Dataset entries
<<<<

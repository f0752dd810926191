use assert_cmd::prelude::*;
use predicates::str::contains;
use std::io::Write;
use std::process::Command;
use tempfile::NamedTempFile;

fn write_obj(contents: &str) -> NamedTempFile {
    let mut tmp = NamedTempFile::new().expect("temp obj");
    tmp.write_all(contents.as_bytes()).expect("write obj");
    tmp
}

#[test]
fn describe_reports_stock_scene() {
    let mut cmd = Command::cargo_bin("glaze-renderer").expect("binary exists");
    cmd.arg("--describe");
    cmd.assert()
        .success()
        .stdout(contains("Window: 800x600 (vsync off)"))
        .stdout(contains("Camera: eye (0.0, 50.0, 100.0)"))
        .stdout(contains("Gamma: 1.00"))
        .stdout(contains(" - model: 24 vertices, 12 triangles, standard shading, untextured"))
        .stdout(contains(" - ground quad: 4 vertices, 2 triangles, standard shading, untextured"))
        .stdout(contains("scene pass -> offscreen target -> gamma pass -> backbuffer"));
}

#[test]
fn describe_loads_obj_model() {
    let obj = write_obj(
        "v 0 0 0\nv 1 0 0\nv 0 1 0\nvn 0 0 1\nf 1//1 2//1 3//1\n",
    );
    let mut cmd = Command::cargo_bin("glaze-renderer").expect("binary exists");
    cmd.arg(obj.path()).arg("--describe");
    cmd.assert()
        .success()
        .stdout(contains(" - model: 3 vertices, 1 triangles"));
}

#[test]
fn describe_reflects_flags() {
    let mut cmd = Command::cargo_bin("glaze-renderer").expect("binary exists");
    cmd.args([
        "--describe",
        "--normal-coloring",
        "--gamma",
        "1.5",
        "--width",
        "1024",
        "--height",
        "768",
        "--vsync",
    ]);
    cmd.assert()
        .success()
        .stdout(contains("Window: 1024x768 (vsync on)"))
        .stdout(contains("Gamma: 1.50"))
        .stdout(contains(" - model: 24 vertices, 12 triangles, normal-coloring shading"))
        .stdout(contains(" - ground quad: 4 vertices, 2 triangles, standard shading"));
}

#[test]
fn zero_gamma_is_rejected() {
    let mut cmd = Command::cargo_bin("glaze-renderer").expect("binary exists");
    cmd.args(["--describe", "--gamma", "0"]);
    cmd.assert().failure().stderr(contains("gamma"));
}

#[test]
fn conflicting_shading_flags_are_rejected() {
    let mut cmd = Command::cargo_bin("glaze-renderer").expect("binary exists");
    cmd.args(["--describe", "--normal-coloring", "--procedural-coloring"]);
    cmd.assert()
        .failure()
        .stderr(contains("cannot both be enabled"));
}

#[test]
fn unknown_argument_prints_usage() {
    let mut cmd = Command::cargo_bin("glaze-renderer").expect("binary exists");
    cmd.arg("--bogus");
    cmd.assert().failure().stderr(contains("Usage"));
}
//! Round-robin monster turn order

use std::collections::VecDeque;

use serde::{Deserialize, Serialize};

use crate::dungeon::{DungeonMap, Position, Tile};

/// Monster positions in turn order
#[derive(Debug, Clone, Default, PartialEq, Eq, Serialize, Deserialize)]
pub struct MonsterQueue {
    queue: VecDeque<Position>,
}

impl MonsterQueue {
    /// Seed with every monster tile of `map`, row-major
    pub fn from_map(map: &DungeonMap) -> Self {
        Self {
            queue: map.positions_of(Tile::Monster).into(),
        }
    }

    /// Give the front monster its turn and send it to the back of the queue.
    ///
    /// Returns the monster that acted, or `None` when there are no monsters.
    pub fn advance(&mut self) -> Option<Position> {
        let pos = self.queue.pop_front()?;
        self.queue.push_back(pos);
        Some(pos)
    }

    pub fn len(&self) -> usize {
        self.queue.len()
    }

    pub fn is_empty(&self) -> bool {
        self.queue.is_empty()
    }

    pub fn iter(&self) -> impl Iterator<Item = &Position> {
        self.queue.iter()
    }
}
//! Input handling - convert key events to UI actions

use crawl_core::action::Direction;
use crossterm::event::{KeyCode, KeyEvent, KeyModifiers};

/// What a key press asks for while the map has focus
#[derive(Debug, Clone, Copy, PartialEq, Eq)]
pub enum UiAction {
    Move(Direction),
    Undo,
    Reset,
    /// Focus the command line
    StartCommand,
    Quit,
}

/// Convert a key event to a UI action.
///
/// Only used outside command-input mode; there every printable key is text.
pub fn key_to_action(key: KeyEvent) -> Option<UiAction> {
    if key.modifiers.contains(KeyModifiers::CONTROL) {
        return match key.code {
            KeyCode::Char('c') => Some(UiAction::Quit),
            _ => None,
        };
    }

    match key.code {
        // Arrow keys
        KeyCode::Up => Some(UiAction::Move(Direction::North)),
        KeyCode::Down => Some(UiAction::Move(Direction::South)),
        KeyCode::Left => Some(UiAction::Move(Direction::West)),
        KeyCode::Right => Some(UiAction::Move(Direction::East)),

        // Vi keys
        KeyCode::Char('k') => Some(UiAction::Move(Direction::North)),
        KeyCode::Char('j') => Some(UiAction::Move(Direction::South)),
        KeyCode::Char('h') => Some(UiAction::Move(Direction::West)),
        KeyCode::Char('l') => Some(UiAction::Move(Direction::East)),

        KeyCode::Char('u') => Some(UiAction::Undo),
        KeyCode::Char('r') => Some(UiAction::Reset),
        KeyCode::Tab | KeyCode::Char(':') => Some(UiAction::StartCommand),
        KeyCode::Char('Q') | KeyCode::Esc => Some(UiAction::Quit),
        _ => None,
    }
}
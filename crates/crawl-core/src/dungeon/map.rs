//! Dungeon map grid

use core::ops::Index;

use serde::{Deserialize, Serialize};
use thiserror::Error;

use super::tile::Tile;

/// A cell coordinate on the map
#[derive(Debug, Clone, Copy, PartialEq, Eq, Hash, Default, Serialize, Deserialize)]
pub struct Position {
    pub row: usize,
    pub col: usize,
}

impl Position {
    pub const fn new(row: usize, col: usize) -> Self {
        Self { row, col }
    }
}

/// Reasons a map template is rejected
#[derive(Error, Debug, Clone, PartialEq, Eq)]
pub enum MapError {
    #[error("map template has no rows or no columns")]
    Empty,

    #[error("row {row} has {found} columns, expected {expected}")]
    Ragged {
        row: usize,
        expected: usize,
        found: usize,
    },

    #[error("unknown tile symbol '{symbol}' at row {row}, column {col}")]
    UnknownSymbol { symbol: char, row: usize, col: usize },

    #[error("map template has no start tile")]
    NoStart,

    #[error("map template has {count} start tiles, expected exactly one")]
    MultipleStarts { count: usize },

    #[error("map claims {rows}x{cols} but its cells are {found_rows}x{found_cols}")]
    SizeMismatch {
        rows: usize,
        cols: usize,
        found_rows: usize,
        found_cols: usize,
    },
}

/// Rectangular grid of tiles
///
/// Deserializing re-runs the template checks, so a loaded map holds the
/// same guarantees as one built by [`DungeonMap::from_template`].
#[derive(Debug, Clone, PartialEq, Eq, Serialize, Deserialize)]
#[serde(try_from = "MapCells")]
pub struct DungeonMap {
    cells: Vec<Vec<Tile>>,
    rows: usize,
    cols: usize,
}

impl DungeonMap {
    /// Build a map from template rows, validating shape and start tile.
    pub fn from_template<S: AsRef<str>>(template: &[S]) -> Result<Self, MapError> {
        let mut cells = Vec::with_capacity(template.len());
        for (row, line) in template.iter().enumerate() {
            let parsed = line
                .as_ref()
                .chars()
                .enumerate()
                .map(|(col, symbol)| {
                    Tile::from_symbol(symbol).ok_or(MapError::UnknownSymbol { symbol, row, col })
                })
                .collect::<Result<Vec<_>, _>>()?;
            cells.push(parsed);
        }

        let Some(cols) = cells.first().map(Vec::len) else {
            return Err(MapError::Empty);
        };
        if let Some((row, found)) = cells
            .iter()
            .map(Vec::len)
            .enumerate()
            .find(|&(_, len)| len != cols)
        {
            return Err(MapError::Ragged {
                row,
                expected: cols,
                found,
            });
        }
        if cols == 0 {
            return Err(MapError::Empty);
        }

        let map = Self {
            rows: cells.len(),
            cols,
            cells,
        };
        match map.positions_of(Tile::Start).len() {
            0 => Err(MapError::NoStart),
            1 => Ok(map),
            count => Err(MapError::MultipleStarts { count }),
        }
    }

    pub fn rows(&self) -> usize {
        self.rows
    }

    pub fn cols(&self) -> usize {
        self.cols
    }

    /// Read-only view of the grid, row by row
    pub fn grid(&self) -> &[Vec<Tile>] {
        &self.cells
    }

    pub fn in_bounds(&self, pos: Position) -> bool {
        pos.row < self.rows && pos.col < self.cols
    }

    /// Tile at `pos`, or `None` outside the map
    pub fn tile(&self, pos: Position) -> Option<Tile> {
        self.cells.get(pos.row)?.get(pos.col).copied()
    }

    /// Apply a signed (dx, dy) delta; `dx` moves columns, `dy` moves rows.
    pub fn offset(&self, pos: Position, dx: i32, dy: i32) -> Option<Position> {
        let row = pos.row.checked_add_signed(dy as isize)?;
        let col = pos.col.checked_add_signed(dx as isize)?;
        let target = Position::new(row, col);
        self.in_bounds(target).then_some(target)
    }

    pub fn is_walkable(&self, pos: Position) -> bool {
        self.tile(pos).is_some_and(|tile| !tile.is_wall())
    }

    /// Overwrite a cell. Only pickup turns tiles into something else.
    pub(crate) fn set_tile(&mut self, pos: Position, tile: Tile) {
        if let Some(cell) = self
            .cells
            .get_mut(pos.row)
            .and_then(|row| row.get_mut(pos.col))
        {
            *cell = tile;
        }
    }

    /// Every position holding `tile`, in row-major order
    pub fn positions_of(&self, tile: Tile) -> Vec<Position> {
        self.cells
            .iter()
            .enumerate()
            .flat_map(|(row, line)| {
                line.iter()
                    .enumerate()
                    .filter(move |&(_, t)| *t == tile)
                    .map(move |(col, _)| Position::new(row, col))
            })
            .collect()
    }

    /// Location of the start tile
    pub fn find_start(&self) -> Position {
        // from_template guarantees exactly one start
        self.positions_of(Tile::Start)
            .first()
            .copied()
            .unwrap_or_default()
    }

    /// The 4-connected neighbours of `pos` that lie on the map
    pub fn neighbours(&self, pos: Position) -> impl Iterator<Item = Position> + '_ {
        [(0, -1), (0, 1), (-1, 0), (1, 0)]
            .into_iter()
            .filter_map(move |(dx, dy)| self.offset(pos, dx, dy))
    }
}

/// Serialized shape of a [`DungeonMap`] before validation
#[derive(Deserialize)]
struct MapCells {
    cells: Vec<Vec<Tile>>,
    rows: usize,
    cols: usize,
}

impl TryFrom<MapCells> for DungeonMap {
    type Error = MapError;

    fn try_from(raw: MapCells) -> Result<Self, MapError> {
        let template: Vec<String> = raw
            .cells
            .iter()
            .map(|line| line.iter().map(Tile::symbol).collect())
            .collect();
        let map = Self::from_template(template.as_slice())?;
        if (map.rows, map.cols) != (raw.rows, raw.cols) {
            return Err(MapError::SizeMismatch {
                rows: raw.rows,
                cols: raw.cols,
                found_rows: map.rows,
                found_cols: map.cols,
            });
        }
        Ok(map)
    }
}

impl Index<Position> for DungeonMap {
    type Output = Tile;

    /// Panics when `pos` is outside the map.
    fn index(&self, pos: Position) -> &Tile {
        &self.cells[pos.row][pos.col]
    }
}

>>>>

> **The problem**:
When a line in the records above contains the word "DungeonMap", copy it.

> **Result for this exercise**:
use crate::dungeon::{DungeonMap, Position, Tile};
    pub fn from_map(map: &DungeonMap) -> Self {
/// same guarantees as one built by [`DungeonMap::from_template`].
pub struct DungeonMap {
impl DungeonMap {
/// Serialized shape of a [`DungeonMap`] before validation
impl TryFrom<MapCells> for DungeonMap {
impl Index<Position> for DungeonMap {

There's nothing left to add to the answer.